* Stored data
--- START ---

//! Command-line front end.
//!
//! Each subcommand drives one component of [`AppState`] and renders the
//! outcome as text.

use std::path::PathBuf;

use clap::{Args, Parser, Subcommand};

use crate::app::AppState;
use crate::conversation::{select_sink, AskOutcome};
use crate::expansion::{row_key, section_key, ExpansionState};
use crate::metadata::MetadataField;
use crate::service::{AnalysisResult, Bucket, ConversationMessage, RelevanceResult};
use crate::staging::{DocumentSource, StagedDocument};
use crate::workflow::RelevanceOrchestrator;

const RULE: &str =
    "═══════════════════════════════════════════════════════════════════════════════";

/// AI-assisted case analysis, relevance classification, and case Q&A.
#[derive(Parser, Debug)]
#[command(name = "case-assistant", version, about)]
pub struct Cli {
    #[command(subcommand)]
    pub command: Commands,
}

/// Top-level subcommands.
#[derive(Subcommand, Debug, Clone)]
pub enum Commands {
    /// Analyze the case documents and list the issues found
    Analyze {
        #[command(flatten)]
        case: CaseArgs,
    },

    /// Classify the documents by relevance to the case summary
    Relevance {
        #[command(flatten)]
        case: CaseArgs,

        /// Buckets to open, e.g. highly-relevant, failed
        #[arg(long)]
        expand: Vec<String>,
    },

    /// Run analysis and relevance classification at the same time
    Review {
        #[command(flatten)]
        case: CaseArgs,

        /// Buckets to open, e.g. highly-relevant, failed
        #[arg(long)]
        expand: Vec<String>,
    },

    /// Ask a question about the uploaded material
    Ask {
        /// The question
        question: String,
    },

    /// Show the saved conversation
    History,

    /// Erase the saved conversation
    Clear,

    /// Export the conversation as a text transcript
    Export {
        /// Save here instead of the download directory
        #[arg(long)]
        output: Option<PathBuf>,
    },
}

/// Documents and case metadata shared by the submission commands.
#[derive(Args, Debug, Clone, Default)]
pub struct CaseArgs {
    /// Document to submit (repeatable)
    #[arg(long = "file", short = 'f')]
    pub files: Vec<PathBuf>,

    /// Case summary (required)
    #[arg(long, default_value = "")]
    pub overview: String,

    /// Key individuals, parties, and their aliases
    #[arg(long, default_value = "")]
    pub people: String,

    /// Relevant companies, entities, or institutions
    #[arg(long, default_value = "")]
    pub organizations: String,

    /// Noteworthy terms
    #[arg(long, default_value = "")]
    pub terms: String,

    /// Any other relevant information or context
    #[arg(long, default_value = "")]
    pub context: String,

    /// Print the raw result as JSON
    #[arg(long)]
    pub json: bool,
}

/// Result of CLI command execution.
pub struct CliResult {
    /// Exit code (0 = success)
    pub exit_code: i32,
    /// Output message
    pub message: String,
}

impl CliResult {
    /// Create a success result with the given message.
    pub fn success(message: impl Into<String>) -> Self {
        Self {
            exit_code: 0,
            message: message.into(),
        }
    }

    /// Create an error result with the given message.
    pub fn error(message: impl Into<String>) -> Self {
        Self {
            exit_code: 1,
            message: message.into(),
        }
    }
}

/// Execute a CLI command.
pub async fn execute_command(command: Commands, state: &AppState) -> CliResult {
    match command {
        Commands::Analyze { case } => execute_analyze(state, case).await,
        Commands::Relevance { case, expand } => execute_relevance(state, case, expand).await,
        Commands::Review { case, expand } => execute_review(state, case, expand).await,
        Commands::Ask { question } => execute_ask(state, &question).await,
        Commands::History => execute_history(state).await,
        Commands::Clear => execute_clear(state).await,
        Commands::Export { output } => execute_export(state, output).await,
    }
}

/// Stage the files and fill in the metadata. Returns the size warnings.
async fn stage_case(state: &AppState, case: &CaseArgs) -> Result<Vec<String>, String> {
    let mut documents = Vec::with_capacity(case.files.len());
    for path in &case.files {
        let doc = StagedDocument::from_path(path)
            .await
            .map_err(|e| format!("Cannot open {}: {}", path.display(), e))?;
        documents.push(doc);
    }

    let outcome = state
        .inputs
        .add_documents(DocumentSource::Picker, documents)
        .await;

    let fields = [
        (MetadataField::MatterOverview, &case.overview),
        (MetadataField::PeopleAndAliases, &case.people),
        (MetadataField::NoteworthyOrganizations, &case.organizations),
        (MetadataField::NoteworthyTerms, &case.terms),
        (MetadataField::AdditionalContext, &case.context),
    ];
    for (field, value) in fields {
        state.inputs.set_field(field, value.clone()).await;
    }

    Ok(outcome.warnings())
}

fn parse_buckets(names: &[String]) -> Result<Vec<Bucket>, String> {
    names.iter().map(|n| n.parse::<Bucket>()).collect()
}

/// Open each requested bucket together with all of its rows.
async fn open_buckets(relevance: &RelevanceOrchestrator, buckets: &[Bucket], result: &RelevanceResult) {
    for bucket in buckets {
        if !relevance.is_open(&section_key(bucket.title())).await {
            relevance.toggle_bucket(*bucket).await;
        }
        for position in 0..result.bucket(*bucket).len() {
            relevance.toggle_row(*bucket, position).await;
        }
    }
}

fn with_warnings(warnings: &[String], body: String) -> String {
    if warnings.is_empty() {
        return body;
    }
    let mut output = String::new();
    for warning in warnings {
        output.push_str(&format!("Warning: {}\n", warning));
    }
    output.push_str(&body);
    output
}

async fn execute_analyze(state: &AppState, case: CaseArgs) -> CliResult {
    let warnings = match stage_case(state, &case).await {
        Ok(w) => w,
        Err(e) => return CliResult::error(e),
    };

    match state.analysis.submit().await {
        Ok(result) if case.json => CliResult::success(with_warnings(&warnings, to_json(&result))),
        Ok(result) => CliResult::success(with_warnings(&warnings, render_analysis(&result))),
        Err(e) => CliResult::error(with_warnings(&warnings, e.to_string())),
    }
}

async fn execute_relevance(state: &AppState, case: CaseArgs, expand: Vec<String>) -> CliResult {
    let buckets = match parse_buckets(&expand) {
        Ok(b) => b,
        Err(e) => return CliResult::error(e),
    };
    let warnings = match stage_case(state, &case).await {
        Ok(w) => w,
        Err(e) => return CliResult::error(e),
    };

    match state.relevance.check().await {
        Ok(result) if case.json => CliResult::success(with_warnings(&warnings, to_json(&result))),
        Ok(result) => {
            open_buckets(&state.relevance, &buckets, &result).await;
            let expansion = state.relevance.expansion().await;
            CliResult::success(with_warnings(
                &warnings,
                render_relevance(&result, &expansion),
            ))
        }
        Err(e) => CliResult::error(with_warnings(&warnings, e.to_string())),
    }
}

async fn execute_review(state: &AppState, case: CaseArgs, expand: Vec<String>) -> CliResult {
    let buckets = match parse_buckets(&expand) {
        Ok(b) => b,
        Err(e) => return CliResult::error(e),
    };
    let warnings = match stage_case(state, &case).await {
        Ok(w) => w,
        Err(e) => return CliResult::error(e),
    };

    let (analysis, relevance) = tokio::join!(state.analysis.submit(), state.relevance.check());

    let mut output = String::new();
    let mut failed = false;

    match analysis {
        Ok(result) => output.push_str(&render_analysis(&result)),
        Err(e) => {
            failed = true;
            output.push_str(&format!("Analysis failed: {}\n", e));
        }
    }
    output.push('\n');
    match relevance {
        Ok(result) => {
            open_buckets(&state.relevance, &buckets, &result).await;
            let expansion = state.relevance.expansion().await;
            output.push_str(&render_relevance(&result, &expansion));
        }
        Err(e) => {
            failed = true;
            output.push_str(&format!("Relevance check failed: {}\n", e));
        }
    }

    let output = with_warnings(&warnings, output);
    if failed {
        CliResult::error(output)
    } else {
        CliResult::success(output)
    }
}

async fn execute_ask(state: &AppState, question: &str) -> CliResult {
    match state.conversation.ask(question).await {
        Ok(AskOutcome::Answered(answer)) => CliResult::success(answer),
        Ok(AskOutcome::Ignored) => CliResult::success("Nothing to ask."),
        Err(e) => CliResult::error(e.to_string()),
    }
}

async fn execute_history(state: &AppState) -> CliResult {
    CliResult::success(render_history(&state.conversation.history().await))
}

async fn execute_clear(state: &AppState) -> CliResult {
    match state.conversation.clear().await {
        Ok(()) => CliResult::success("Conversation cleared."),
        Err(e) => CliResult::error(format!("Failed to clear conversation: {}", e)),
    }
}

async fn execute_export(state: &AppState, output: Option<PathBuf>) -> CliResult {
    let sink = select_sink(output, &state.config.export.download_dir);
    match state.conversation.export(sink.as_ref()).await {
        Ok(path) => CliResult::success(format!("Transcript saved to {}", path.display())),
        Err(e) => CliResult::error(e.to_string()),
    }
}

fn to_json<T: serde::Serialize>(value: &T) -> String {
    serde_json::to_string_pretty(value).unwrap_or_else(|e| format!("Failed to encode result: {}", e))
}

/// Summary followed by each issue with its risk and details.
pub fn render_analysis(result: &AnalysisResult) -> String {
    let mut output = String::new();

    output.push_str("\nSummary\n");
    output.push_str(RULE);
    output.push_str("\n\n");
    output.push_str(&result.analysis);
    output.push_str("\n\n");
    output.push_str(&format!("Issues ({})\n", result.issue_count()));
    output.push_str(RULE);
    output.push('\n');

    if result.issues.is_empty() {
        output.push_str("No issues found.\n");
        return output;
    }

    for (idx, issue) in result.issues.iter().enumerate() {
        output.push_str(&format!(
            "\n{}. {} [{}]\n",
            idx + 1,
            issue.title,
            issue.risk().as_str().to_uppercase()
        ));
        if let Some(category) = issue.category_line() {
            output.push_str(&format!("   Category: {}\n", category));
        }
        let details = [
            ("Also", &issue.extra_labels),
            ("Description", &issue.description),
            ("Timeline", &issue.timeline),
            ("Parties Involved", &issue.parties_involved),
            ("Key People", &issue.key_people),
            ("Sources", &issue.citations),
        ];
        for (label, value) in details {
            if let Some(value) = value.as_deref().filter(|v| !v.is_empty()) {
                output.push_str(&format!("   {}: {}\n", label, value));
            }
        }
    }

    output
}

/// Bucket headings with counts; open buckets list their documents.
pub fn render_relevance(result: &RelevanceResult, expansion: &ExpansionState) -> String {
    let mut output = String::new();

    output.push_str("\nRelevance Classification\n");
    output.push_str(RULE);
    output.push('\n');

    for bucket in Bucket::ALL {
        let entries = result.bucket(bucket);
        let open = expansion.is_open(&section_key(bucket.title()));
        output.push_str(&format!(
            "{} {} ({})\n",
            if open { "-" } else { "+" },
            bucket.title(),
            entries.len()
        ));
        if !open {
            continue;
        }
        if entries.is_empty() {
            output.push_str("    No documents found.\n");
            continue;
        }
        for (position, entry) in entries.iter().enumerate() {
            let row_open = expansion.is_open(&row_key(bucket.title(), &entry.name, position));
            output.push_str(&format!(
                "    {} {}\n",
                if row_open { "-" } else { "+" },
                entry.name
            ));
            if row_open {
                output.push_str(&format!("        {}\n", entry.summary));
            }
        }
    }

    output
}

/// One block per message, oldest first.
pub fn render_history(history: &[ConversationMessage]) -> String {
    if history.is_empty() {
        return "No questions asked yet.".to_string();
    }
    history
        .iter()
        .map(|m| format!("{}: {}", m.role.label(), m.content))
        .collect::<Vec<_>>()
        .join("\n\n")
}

--- END ---
--- START ---

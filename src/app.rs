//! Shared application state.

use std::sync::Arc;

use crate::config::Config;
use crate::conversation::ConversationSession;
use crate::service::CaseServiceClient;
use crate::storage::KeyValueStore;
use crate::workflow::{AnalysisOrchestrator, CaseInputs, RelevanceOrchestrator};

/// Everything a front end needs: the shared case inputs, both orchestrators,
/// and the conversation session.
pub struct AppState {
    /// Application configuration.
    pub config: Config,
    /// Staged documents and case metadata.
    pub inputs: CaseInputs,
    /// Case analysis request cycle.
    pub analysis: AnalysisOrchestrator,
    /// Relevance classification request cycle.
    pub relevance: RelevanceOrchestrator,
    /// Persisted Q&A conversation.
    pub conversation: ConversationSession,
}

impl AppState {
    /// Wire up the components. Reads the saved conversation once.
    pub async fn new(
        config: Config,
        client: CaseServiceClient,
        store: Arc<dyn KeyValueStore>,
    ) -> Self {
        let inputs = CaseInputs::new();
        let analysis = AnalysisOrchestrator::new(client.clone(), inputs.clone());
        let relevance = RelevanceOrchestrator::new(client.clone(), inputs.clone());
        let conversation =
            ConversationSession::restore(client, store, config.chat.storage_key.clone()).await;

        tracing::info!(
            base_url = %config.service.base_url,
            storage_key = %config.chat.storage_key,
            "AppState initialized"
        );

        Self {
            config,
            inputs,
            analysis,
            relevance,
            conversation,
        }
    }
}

--- END ---
--- START ---

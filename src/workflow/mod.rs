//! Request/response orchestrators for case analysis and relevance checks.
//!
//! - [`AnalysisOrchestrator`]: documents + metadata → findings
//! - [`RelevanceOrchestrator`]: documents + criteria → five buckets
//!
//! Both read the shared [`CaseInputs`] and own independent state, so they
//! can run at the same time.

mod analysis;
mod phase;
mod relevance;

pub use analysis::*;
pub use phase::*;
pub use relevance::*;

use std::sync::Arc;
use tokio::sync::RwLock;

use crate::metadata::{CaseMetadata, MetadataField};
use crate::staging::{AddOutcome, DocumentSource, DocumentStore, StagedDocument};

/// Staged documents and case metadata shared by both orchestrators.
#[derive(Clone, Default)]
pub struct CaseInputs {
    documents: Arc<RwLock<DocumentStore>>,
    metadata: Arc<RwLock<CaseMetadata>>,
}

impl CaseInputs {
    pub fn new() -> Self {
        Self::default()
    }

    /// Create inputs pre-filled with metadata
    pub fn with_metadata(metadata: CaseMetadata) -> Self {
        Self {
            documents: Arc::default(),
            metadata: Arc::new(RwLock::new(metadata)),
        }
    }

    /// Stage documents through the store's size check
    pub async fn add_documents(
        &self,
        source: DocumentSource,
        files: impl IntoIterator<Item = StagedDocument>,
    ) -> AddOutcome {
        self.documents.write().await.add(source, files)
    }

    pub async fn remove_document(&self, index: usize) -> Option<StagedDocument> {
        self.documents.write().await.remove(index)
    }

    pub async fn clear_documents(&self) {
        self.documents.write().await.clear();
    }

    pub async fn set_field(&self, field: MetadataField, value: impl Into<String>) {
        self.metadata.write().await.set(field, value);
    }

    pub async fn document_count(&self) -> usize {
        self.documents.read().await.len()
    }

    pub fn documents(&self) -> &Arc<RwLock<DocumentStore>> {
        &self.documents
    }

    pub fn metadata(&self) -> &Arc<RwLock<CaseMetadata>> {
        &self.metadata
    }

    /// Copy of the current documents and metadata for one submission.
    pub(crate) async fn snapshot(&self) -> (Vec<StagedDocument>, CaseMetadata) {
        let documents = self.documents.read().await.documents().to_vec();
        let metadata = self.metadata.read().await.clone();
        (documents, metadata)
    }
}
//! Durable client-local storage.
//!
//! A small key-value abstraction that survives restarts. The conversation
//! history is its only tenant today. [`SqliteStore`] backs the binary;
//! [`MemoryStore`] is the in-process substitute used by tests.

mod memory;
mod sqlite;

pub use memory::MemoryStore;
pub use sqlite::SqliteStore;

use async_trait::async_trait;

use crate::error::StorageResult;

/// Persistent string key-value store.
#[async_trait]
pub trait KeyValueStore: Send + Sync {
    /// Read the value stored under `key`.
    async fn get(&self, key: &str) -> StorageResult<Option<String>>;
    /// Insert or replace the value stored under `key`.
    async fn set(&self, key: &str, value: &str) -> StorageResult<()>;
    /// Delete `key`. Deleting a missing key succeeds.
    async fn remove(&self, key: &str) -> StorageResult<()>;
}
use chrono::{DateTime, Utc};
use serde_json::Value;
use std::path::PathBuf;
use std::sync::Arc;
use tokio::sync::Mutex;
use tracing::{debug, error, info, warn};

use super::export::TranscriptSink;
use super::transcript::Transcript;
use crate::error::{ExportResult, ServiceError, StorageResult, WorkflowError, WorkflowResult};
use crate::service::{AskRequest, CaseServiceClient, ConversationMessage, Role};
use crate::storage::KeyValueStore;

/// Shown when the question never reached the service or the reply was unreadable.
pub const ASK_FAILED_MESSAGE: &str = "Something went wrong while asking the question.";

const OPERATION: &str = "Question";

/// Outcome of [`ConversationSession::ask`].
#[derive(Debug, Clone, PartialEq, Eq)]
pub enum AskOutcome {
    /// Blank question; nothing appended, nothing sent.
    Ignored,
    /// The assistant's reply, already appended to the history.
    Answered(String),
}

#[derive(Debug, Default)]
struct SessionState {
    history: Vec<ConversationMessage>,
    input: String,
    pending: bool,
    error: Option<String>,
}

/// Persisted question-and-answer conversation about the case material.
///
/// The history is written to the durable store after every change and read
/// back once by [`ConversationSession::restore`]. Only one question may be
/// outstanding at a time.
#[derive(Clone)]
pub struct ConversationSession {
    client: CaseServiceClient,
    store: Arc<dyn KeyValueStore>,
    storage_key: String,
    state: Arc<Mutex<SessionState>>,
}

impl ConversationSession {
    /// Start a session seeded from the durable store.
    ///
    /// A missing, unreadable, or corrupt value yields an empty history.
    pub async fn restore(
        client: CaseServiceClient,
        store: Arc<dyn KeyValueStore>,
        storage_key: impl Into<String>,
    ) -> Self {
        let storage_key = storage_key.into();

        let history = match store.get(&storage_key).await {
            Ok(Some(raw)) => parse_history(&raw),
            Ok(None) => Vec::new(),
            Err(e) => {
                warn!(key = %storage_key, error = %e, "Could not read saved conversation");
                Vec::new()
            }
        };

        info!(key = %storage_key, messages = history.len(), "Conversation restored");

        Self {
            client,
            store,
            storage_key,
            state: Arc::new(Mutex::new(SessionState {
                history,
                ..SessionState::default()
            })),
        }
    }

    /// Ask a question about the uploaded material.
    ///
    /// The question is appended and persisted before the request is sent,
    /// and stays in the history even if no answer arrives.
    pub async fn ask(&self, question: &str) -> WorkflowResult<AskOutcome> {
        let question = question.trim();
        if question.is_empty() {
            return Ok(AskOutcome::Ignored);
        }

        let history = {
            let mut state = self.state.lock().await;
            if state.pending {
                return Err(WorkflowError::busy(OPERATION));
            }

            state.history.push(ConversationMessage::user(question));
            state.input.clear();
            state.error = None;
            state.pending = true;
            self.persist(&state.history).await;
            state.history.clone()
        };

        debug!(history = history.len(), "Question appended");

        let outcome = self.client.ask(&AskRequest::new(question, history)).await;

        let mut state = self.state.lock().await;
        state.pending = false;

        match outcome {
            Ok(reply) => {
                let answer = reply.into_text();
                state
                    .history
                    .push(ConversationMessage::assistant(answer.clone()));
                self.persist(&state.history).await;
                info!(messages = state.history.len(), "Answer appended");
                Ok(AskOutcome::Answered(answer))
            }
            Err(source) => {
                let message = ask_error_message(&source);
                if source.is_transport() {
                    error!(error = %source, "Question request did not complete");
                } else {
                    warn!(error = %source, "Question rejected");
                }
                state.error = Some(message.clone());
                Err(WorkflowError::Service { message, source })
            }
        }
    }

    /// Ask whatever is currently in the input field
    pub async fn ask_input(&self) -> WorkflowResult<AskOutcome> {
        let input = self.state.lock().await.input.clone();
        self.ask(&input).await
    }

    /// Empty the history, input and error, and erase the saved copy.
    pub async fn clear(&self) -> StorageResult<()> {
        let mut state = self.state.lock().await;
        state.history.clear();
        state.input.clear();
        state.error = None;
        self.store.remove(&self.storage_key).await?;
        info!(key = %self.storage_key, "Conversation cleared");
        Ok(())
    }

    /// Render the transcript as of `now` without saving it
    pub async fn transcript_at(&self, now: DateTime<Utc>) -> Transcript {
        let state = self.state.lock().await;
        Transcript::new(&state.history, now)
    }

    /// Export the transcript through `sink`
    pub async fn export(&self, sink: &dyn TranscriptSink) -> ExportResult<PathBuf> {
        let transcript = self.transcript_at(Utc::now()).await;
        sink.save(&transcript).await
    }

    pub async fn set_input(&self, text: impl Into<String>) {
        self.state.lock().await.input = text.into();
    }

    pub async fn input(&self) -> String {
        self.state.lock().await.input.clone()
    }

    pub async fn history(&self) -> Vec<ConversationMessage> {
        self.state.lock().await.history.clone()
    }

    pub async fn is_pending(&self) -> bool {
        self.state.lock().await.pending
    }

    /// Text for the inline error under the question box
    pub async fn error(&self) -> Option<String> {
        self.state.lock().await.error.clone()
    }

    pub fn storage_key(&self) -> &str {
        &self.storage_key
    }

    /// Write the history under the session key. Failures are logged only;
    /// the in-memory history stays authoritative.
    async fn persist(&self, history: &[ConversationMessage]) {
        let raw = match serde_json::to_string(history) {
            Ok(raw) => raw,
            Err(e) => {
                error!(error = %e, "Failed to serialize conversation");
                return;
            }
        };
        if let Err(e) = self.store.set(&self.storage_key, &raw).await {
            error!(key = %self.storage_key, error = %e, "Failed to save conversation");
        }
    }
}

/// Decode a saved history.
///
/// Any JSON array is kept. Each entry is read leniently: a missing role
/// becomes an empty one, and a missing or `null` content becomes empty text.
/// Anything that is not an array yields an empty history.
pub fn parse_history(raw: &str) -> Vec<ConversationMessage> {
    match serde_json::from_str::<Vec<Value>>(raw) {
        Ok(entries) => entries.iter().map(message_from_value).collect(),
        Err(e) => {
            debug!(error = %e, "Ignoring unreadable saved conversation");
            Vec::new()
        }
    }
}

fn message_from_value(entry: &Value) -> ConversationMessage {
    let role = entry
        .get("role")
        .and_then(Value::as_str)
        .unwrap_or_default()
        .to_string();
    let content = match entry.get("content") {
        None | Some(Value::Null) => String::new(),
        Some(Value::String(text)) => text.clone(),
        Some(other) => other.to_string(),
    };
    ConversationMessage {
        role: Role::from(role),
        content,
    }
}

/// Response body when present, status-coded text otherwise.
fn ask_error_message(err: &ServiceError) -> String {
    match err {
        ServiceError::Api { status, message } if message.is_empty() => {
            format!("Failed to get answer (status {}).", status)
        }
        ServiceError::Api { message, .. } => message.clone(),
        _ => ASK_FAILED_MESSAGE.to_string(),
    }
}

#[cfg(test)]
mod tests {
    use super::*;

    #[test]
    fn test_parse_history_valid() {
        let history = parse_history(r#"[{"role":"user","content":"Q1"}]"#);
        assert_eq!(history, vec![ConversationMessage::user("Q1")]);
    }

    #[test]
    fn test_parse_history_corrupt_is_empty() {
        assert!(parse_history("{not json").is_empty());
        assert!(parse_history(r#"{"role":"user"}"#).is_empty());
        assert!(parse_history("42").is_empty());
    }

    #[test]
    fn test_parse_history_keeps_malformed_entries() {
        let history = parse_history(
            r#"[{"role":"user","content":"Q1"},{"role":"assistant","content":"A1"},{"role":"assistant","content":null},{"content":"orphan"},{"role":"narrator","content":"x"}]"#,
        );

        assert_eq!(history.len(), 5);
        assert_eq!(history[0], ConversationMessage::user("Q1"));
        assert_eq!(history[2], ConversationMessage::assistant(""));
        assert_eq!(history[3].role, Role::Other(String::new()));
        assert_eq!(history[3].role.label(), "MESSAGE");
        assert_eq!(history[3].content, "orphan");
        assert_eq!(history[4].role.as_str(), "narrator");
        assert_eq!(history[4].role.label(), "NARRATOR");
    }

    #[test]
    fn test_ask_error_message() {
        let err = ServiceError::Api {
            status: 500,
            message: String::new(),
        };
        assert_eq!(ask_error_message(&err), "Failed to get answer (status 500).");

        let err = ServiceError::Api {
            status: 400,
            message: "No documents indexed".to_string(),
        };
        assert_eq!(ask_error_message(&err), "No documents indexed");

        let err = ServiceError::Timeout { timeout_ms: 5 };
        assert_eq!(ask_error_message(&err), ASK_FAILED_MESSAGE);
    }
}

--- END ---

* Description of the task
Starting at the line that contains "used by tests." and stopping after the line that contains "#[async_trait]", write out every line exactly as it appears above, and no other line.

* Solution to this exercise
//! [`MemoryStore`] is the in-process substitute used by tests.

mod memory;
mod sqlite;

pub use memory::MemoryStore;
pub use sqlite::SqliteStore;

use async_trait::async_trait;

use crate::error::StorageResult;

/// Persistent string key-value store.
#[async_trait]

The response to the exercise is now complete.